**Exercise instructions:** Copy each line from the entries that the word "commands" appears in.
*** Opening Input records ***
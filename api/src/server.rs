use std::sync::Arc;

use axum::{
    Router,
    extract::MatchedPath,
    http::{HeaderName, HeaderValue, Request},
};
use roster_common::views::ApiErrorResponse;
use roster_db::storage::Storage;
use tower::ServiceBuilder;
use tower_http::{
    cors::CorsLayer,
    request_id::{MakeRequestUuid, PropagateRequestIdLayer, SetRequestIdLayer},
    trace::TraceLayer,
};
use tracing::{info_span, warn};
use utoipa::{
    ToSchema,
    openapi::{Info, License, OpenApi, RefOr, path::Operation},
};
use utoipa_axum::{router::OpenApiRouter, routes};

use crate::{config::ApiConfig, context::ApiContext, handlers};

const REQUEST_ID_HEADER: &str = "x-request-id";

/// Build the router and its OpenAPI document over the given storage.
pub fn make(cfg: ApiConfig, db: Arc<dyn Storage>) -> (Router, OpenApi) {
    let cors = match cfg.public_url.parse::<HeaderValue>() {
        Ok(origin) => CorsLayer::new().allow_origin(origin),
        Err(e) => {
            warn!(public_url = %cfg.public_url, "Ignoring unusable CORS origin: {e}");
            CorsLayer::new()
        }
    };

    let context = ApiContext::new(cfg, db);

    let x_request_id = HeaderName::from_static(REQUEST_ID_HEADER);
    let middleware = ServiceBuilder::new()
        .layer(SetRequestIdLayer::new(x_request_id.clone(), MakeRequestUuid))
        .layer(TraceLayer::new_for_http().make_span_with(|req: &Request<_>| {
            let request_id = req
                .headers()
                .get(REQUEST_ID_HEADER)
                .and_then(|v| v.to_str().ok());
            let span = info_span!(
                "http_request",
                method = req.method().to_string(),
                request_id = Option::<&str>::None,
                path = Option::<&str>::None,
            );

            if let Some(request_id) = request_id {
                span.record("request_id", request_id);
            };

            if let Some(path) = req.extensions().get::<MatchedPath>() {
                span.record("path", path.as_str())
            } else {
                span.record("path", req.uri().path())
            };

            span
        }))
        .layer(cors)
        .layer(PropagateRequestIdLayer::new(x_request_id));

    let openapi = OpenApi::builder()
        .info(
            Info::builder()
                .title("Roster API Reference")
                .version(env!("CARGO_PKG_VERSION"))
                .license(Some(
                    License::builder()
                        .name("Apache 2.0 License")
                        .identifier(Some(env!("CARGO_PKG_LICENSE")))
                        .build(),
                )),
        )
        .build();

    let (r, mut a) = OpenApiRouter::with_openapi(openapi)
        .routes(routes!(handlers::health_check))
        .routes(routes!(
            handlers::users::list_users,
            handlers::users::update_user,
            handlers::users::create_user
        ))
        .routes(routes!(handlers::users::get_user, handlers::users::delete_user))
        .layer(middleware)
        .with_state(context)
        .split_for_parts();

    a.paths.paths.iter_mut().for_each(|(_path, item)| {
        apply_default_errors(&mut item.get);
        apply_default_errors(&mut item.post);
        apply_default_errors(&mut item.patch);
        apply_default_errors(&mut item.put);
        apply_default_errors(&mut item.delete);
        apply_default_errors(&mut item.trace);
        apply_default_errors(&mut item.head);
        apply_default_errors(&mut item.options);
    });

    (r, a)
}

fn apply_default_errors(item: &mut Option<Operation>) {
    if let Some(item) = item {
        item.responses.responses.insert(
            "500".into(),
            RefOr::Ref(
                utoipa::openapi::Ref::builder()
                    .summary("Internal server error")
                    .ref_location_from_schema_name(ApiErrorResponse::name())
                    .build(),
            ),
        );

        item.responses.responses.insert(
            "503".into(),
            RefOr::Ref(
                utoipa::openapi::Ref::builder()
                    .summary("Database unreachable")
                    .ref_location_from_schema_name(ApiErrorResponse::name())
                    .build(),
            ),
        );
    }
}
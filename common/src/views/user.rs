use serde::{Deserialize, Serialize};
use utoipa::ToSchema;

/// The public-safe view of a user. It never carries the password.
#[derive(Debug, Clone, PartialEq, Eq, Serialize, Deserialize, ToSchema)]
#[serde(rename_all = "camelCase")]
pub struct User {
    /// The user's given name.
    pub first_name: String,

    /// The user's family name.
    pub last_name: String,

    /// The user's email address.
    pub email: String,
}
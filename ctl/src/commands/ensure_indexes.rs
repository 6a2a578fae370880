use roster_db::storage::mongodb::{MONGODB_INDEX_USERS_EMAIL, MongoDBStorage};

/// Provision the unique `email` index the API relies on to detect duplicate
/// users. Safe to run repeatedly.
pub async fn ensure_indexes(stg: &MongoDBStorage) -> anyhow::Result<()> {
    stg.ensure_indexes().await?;

    println!("Ensured unique index {MONGODB_INDEX_USERS_EMAIL} on users.email");

    Ok(())
}
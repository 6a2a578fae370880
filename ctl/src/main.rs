use std::time::Duration;

use clap::{Parser, Subcommand};
use roster_db::storage::mongodb::{DEFAULT_CONNECT_TIMEOUT, MongoDBStorage};

use crate::commands::CreateUserParams;

mod commands;

#[derive(Parser)]
#[command(version, about = "Administrative tasks for the Roster user collection")]
pub struct Args {
    #[clap(subcommand)]
    command: Command,

    #[clap(
        short = 'D',
        long,
        env = "ROSTER_API_MONGODB_URI",
        default_value = "mongodb://localhost:27017/data"
    )]
    db_url: String,

    #[clap(
        long,
        env = "ROSTER_API_CONNECT_TIMEOUT_MS",
        default_value_t = DEFAULT_CONNECT_TIMEOUT.as_millis() as u64
    )]
    connect_timeout_ms: u64,
}

#[derive(Clone, Subcommand)]
pub enum Command {
    /// Insert a user directly into the collection.
    #[command(name = "create-user")]
    CreateUser(CreateUserParams),

    /// Create the unique index on the users' email field.
    #[command(name = "ensure-indexes")]
    EnsureIndexes,
}

#[tokio::main]
async fn main() -> anyhow::Result<()> {
    let args = Args::parse();

    let stg = MongoDBStorage::new(&args.db_url, Duration::from_millis(args.connect_timeout_ms))
        .await?;

    let result = match args.command {
        Command::CreateUser(params) => commands::create_user(&stg, params).await,
        Command::EnsureIndexes => commands::ensure_indexes(&stg).await,
    };

    stg.shutdown().await;
    result
}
*** Closing Input records ***
**Exercise result:**
filename ctl/src/commands/ensure_indexes.rs
use crate::commands::CreateUserParams;
mod commands;
        Command::CreateUser(params) => commands::create_user(&stg, params).await,
        Command::EnsureIndexes => commands::ensure_indexes(&stg).await,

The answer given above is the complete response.